La tensión económica se traslada de lleno a las góndolas y a los despachos oficiales. En un escenario complejo marcado por una recaudación impositiva que cae más del 5% real en lo que va del año, el Poder Ejecutivo resolvió avanzar con una agresiva estrategia de fiscalización comercial para combatir la evasión. La iniciativa tomó impulso definitivo tras un encuentro clave entre el ministro de Economía, Luis Caputo, y los principales directivos del supermercadismo nacional. La meta oficial es saldar una deuda histórica del Estado: ampliar de forma urgente la base de contribuyentes.
La decisión de afilar los controles responde a un reclamo crónico de las grandes cadenas integradas en la Asociación de Supermercados Unidos (ASU). El sector privado asegura encontrarse “al borde del abismo” debido al persistente desplome de las ventas, que en el primer cuatrimestre acumuló una baja del 3,3% anual según datos del INDEC. Ahogados por la imposibilidad de trasladar los costos totales de la inflación a los precios de góndola, defienden su posición aclarando que sostienen el 100% del empleo registrado. La crisis sectorial ya muestra heridas graves: la cadena Libertad debió ser vendida recientemente y Carrefour llegó a evaluar seriamente su salida del mercado local.

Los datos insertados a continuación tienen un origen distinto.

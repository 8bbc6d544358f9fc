//! De-identification engine
//!
//! [`Deidentifier`] wires the recognizer registry, analyzer, and anonymizer
//! together behind the call surface consumers use: register custom
//! recognizers, analyze text, and de-identify it with a named strategy.
//!
//! # Thread safety
//!
//! A constructed `Deidentifier` is `Send + Sync`; `analyze` and `deidentify`
//! take `&self` and can run concurrently. `add_custom_recognizer` takes
//! `&mut self`, so registry mutation is exclusive by construction — share a
//! fully-configured instance, or build one per request.

use crate::analyzer::AnalyzerEngine;
use crate::anonymizer::{AnonymizerEngine, Strategy};
use crate::config::DeidentifyConfig;
use crate::domain::{EntityType, PiiMatch, Result};
use crate::recognizer::{library::PatternLibrary, pattern::PatternRecognizer, registry::RecognizerRegistry};

/// Default language for analysis and de-identification
pub const DEFAULT_LANGUAGE: &str = "en";

/// PII detection and de-identification engine
pub struct Deidentifier {
    analyzer: AnalyzerEngine,
    anonymizer: AnonymizerEngine,
}

impl Deidentifier {
    /// Create an engine with the built-in recognizer set for English
    pub fn new() -> Result<Self> {
        Self::for_language(DEFAULT_LANGUAGE)
    }

    /// Create an engine with the built-in recognizer set for `language`
    pub fn for_language(language: &str) -> Result<Self> {
        Ok(Self {
            analyzer: AnalyzerEngine::new(RecognizerRegistry::with_builtins(language)?),
            anonymizer: AnonymizerEngine::new(),
        })
    }

    /// Create an engine from configuration
    ///
    /// Validates the configuration, installs built-ins for the configured
    /// language, then applies the pattern library if one is configured.
    pub fn from_config(config: &DeidentifyConfig) -> Result<Self> {
        config.validate()?;

        let mut engine = Self::for_language(&config.language)?;
        if let Some(ref path) = config.pattern_library {
            let library = PatternLibrary::from_file(path)?;
            tracing::info!(
                path = %path.display(),
                definitions = library.len(),
                "Loaded pattern library"
            );
            // One batch, so multi-pattern entries don't evict their siblings
            engine
                .analyzer
                .registry_mut()
                .add_pattern_recognizers(library.compile()?);
        }
        Ok(engine)
    }

    /// Register a custom pattern recognizer for `entity_name`
    ///
    /// Any existing generic pattern recognizer supporting `entity_name` in
    /// the same language is replaced, so repeated registration never
    /// produces duplicate matches. Built-in recognizers are unaffected.
    ///
    /// # Errors
    ///
    /// - [`DeidentifyError::InvalidArgument`](crate::domain::DeidentifyError::InvalidArgument)
    ///   if `score` is outside `[0.0, 1.0]`
    /// - [`DeidentifyError::PatternCompile`](crate::domain::DeidentifyError::PatternCompile)
    ///   if `regex_pattern` does not compile
    ///
    /// Both are raised before any registry mutation.
    pub fn add_custom_recognizer(
        &mut self,
        entity_name: &str,
        regex_pattern: &str,
        score: f32,
        language: &str,
    ) -> Result<()> {
        let recognizer = PatternRecognizer::new(entity_name, regex_pattern, score, language)?;
        self.analyzer
            .registry_mut()
            .add_pattern_recognizer(recognizer);
        tracing::info!(entity = entity_name, language, "Custom recognizer added");
        Ok(())
    }

    /// Detect PII spans in `text`
    ///
    /// See [`AnalyzerEngine::analyze`] for filter semantics.
    pub fn analyze(
        &self,
        text: &str,
        entities: Option<&[EntityType]>,
        language: &str,
    ) -> Vec<PiiMatch> {
        self.analyzer.analyze(text, entities, language)
    }

    /// De-identify `text` using the named strategy (`"mask"` or `"hash"`)
    ///
    /// The full registry is consulted (no entity filter). Text without any
    /// detected PII is returned unchanged.
    ///
    /// # Errors
    ///
    /// [`DeidentifyError::UnsupportedStrategy`](crate::domain::DeidentifyError::UnsupportedStrategy)
    /// for unknown strategy names; the error message names the offending
    /// value and lists the accepted options.
    pub fn deidentify(&self, text: &str, strategy: &str, language: &str) -> Result<String> {
        let strategy = Strategy::parse(strategy)?;
        Ok(self.deidentify_with(text, strategy, language))
    }

    /// De-identify `text` with an already-validated strategy
    pub fn deidentify_with(&self, text: &str, strategy: Strategy, language: &str) -> String {
        let matches = self.analyze(text, None, language);
        if matches.is_empty() {
            return text.to_string();
        }

        tracing::debug!(
            %strategy,
            matches = matches.len(),
            "De-identifying text"
        );
        self.anonymizer
            .anonymize(text, &matches, &strategy.operators())
    }

    /// Read access to the underlying analyzer
    pub fn analyzer(&self) -> &AnalyzerEngine {
        &self.analyzer
    }
}
//! PII recognizers
//!
//! Provides the trait-based recognition interface, the generic
//! [`PatternRecognizer`](pattern::PatternRecognizer), the built-in rule-based
//! set, the TOML pattern library loader, and the
//! [`RecognizerRegistry`](registry::RecognizerRegistry).

pub mod builtin;
pub mod library;
pub mod pattern;
pub mod registry;

use crate::domain::{EntityType, PiiMatch, Result};

/// Trait for PII recognizer implementations
///
/// A recognizer scans text for spans matching one or more entity types.
/// Implementations must be deterministic: the same text must always yield
/// the same matches.
pub trait Recognizer: Send + Sync {
    /// Unique name within a language scope
    fn name(&self) -> &str;

    /// Entity types this recognizer can emit
    fn supported_entities(&self) -> &[EntityType];

    /// Language tag this recognizer applies to (e.g. `"en"`)
    fn language(&self) -> &str;

    /// Detect PII spans in the given text
    fn detect(&self, text: &str) -> Result<Vec<PiiMatch>>;

    /// Whether this is a generic pattern recognizer
    ///
    /// Generic pattern recognizers are subject to replace-by-entity
    /// semantics on re-registration; built-in rule recognizers are not,
    /// even when they emit the same entity type.
    fn is_pattern_recognizer(&self) -> bool {
        false
    }

    /// Whether this recognizer can emit the given entity type
    fn supports_entity(&self, entity: &EntityType) -> bool {
        self.supported_entities().iter().any(|e| e == entity)
    }
}

/// Convert a byte span produced by the `regex` crate into character offsets
///
/// Regex match boundaries always fall on UTF-8 character boundaries, so the
/// conversion is a plain count of the characters before and inside the span.
pub(crate) fn char_span(text: &str, byte_start: usize, byte_end: usize) -> (usize, usize) {
    let start = text[..byte_start].chars().count();
    let len = text[byte_start..byte_end].chars().count();
    (start, start + len)
}

#[cfg(test)]
mod tests {
    use super::*;

    #[test]
    fn test_char_span_ascii() {
        let text = "call 555-1234 now";
        assert_eq!(char_span(text, 5, 13), (5, 13));
    }

    #[test]
    fn test_char_span_multibyte() {
        // "é" is two bytes; char offsets must not count bytes
        let text = "née Zoë, call 555-1234";
        let byte_start = text.find("555").unwrap();
        let byte_end = byte_start + "555-1234".len();
        let (start, end) = char_span(text, byte_start, byte_end);
        assert_eq!(&text.chars().collect::<Vec<_>>()[start..end]
            .iter()
            .collect::<String>(), "555-1234");
        assert_eq!(end - start, 8);
    }
}
//! CLI command implementations

pub mod analyze;
pub mod deidentify;
pub mod record;
pub mod validate;

use crate::config::DeidentifyConfig;
use crate::engine::Deidentifier;
use std::path::Path;

/// Load the engine from the config file, or defaults if the file is absent
///
/// A missing config file is not an error for the text commands: the engine
/// falls back to built-in defaults plus `DEID_*` environment overrides.
pub(crate) fn load_engine(config_path: &str) -> anyhow::Result<Deidentifier> {
    let config = if Path::new(config_path).exists() {
        DeidentifyConfig::from_file(config_path)?
    } else {
        tracing::debug!(config_path, "Config file not found, using defaults");
        let mut config = DeidentifyConfig::default();
        config.apply_env_overrides()?;
        config
    };
    Ok(Deidentifier::from_config(&config)?)
}

/// Resolve command input: inline text, a file, or stdin
pub(crate) fn read_input(text: Option<&str>, file: Option<&Path>) -> anyhow::Result<String> {
    match (text, file) {
        (Some(t), None) => Ok(t.to_string()),
        (None, Some(path)) => Ok(std::fs::read_to_string(path)?),
        (None, None) => {
            use std::io::Read;
            let mut buf = String::new();
            std::io::stdin().read_to_string(&mut buf)?;
            Ok(buf)
        }
        (Some(_), Some(_)) => anyhow::bail!("Provide either inline text or --file, not both"),
    }
}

Para dar caza a la economía informal, que los analistas estiman entre el 50% y el 60% promedio del comercio —escalando a un alarmante 65% en el rubro de la carne—, el Gobierno planea estructurar una avanzada tecnológica. La intención es cruzar datos masivos e implementar herramientas de inteligencia artificial. El espejo en el que se miran es la exitosa campaña de la AGIP porteña en 2019, que persiguió la subdeclaración en comercios de cercanía que manejaban grandes volúmenes de facturación en negro pero eludían el Impuesto sobre los Ingresos Brutos. “Es fácil hacer la trazabilidad si alguien tiene ingresos por $3 millones y gasta cuatro veces más”, grafican desde las cadenas formales, apuntando contra lo que denominan una “negrocidad de activos”.
La cumbre económica no se limitó únicamente a la recaudación fiscal. De las mesas de diálogo participaron también el secretario de Coordinación de Producción, Pablo Lavigne, y el titular de la Secretaría de Trabajo, Julio Cordero. La presencia de este último destapó el malestar empresarial respecto a la presión del costo laboral, que hoy representa más de la mitad de los gastos operativos de las cadenas.
Los empresarios manifestaron su enojo con la cartera laboral por convalidar las estadísticas que reflejan una pérdida del 10,5% en el poder adquisitivo de los empleados de comercio entre mayo de 2025 y mayo de 2026. Al mismo tiempo, denunciaron que muchos locales competidores de proximidad apelan al fraude laboral, registrando trabajadores bajo la modalidad part-time pero obligándolos a cumplir jornadas completas de 48 horas semanales. En el horizonte inmediato, el sector busca valerse de los alcances de la reforma laboral vigente para ganar una silla directa en las mesas paritarias que históricamente monopolizaron la CAC, CAME y UDECA.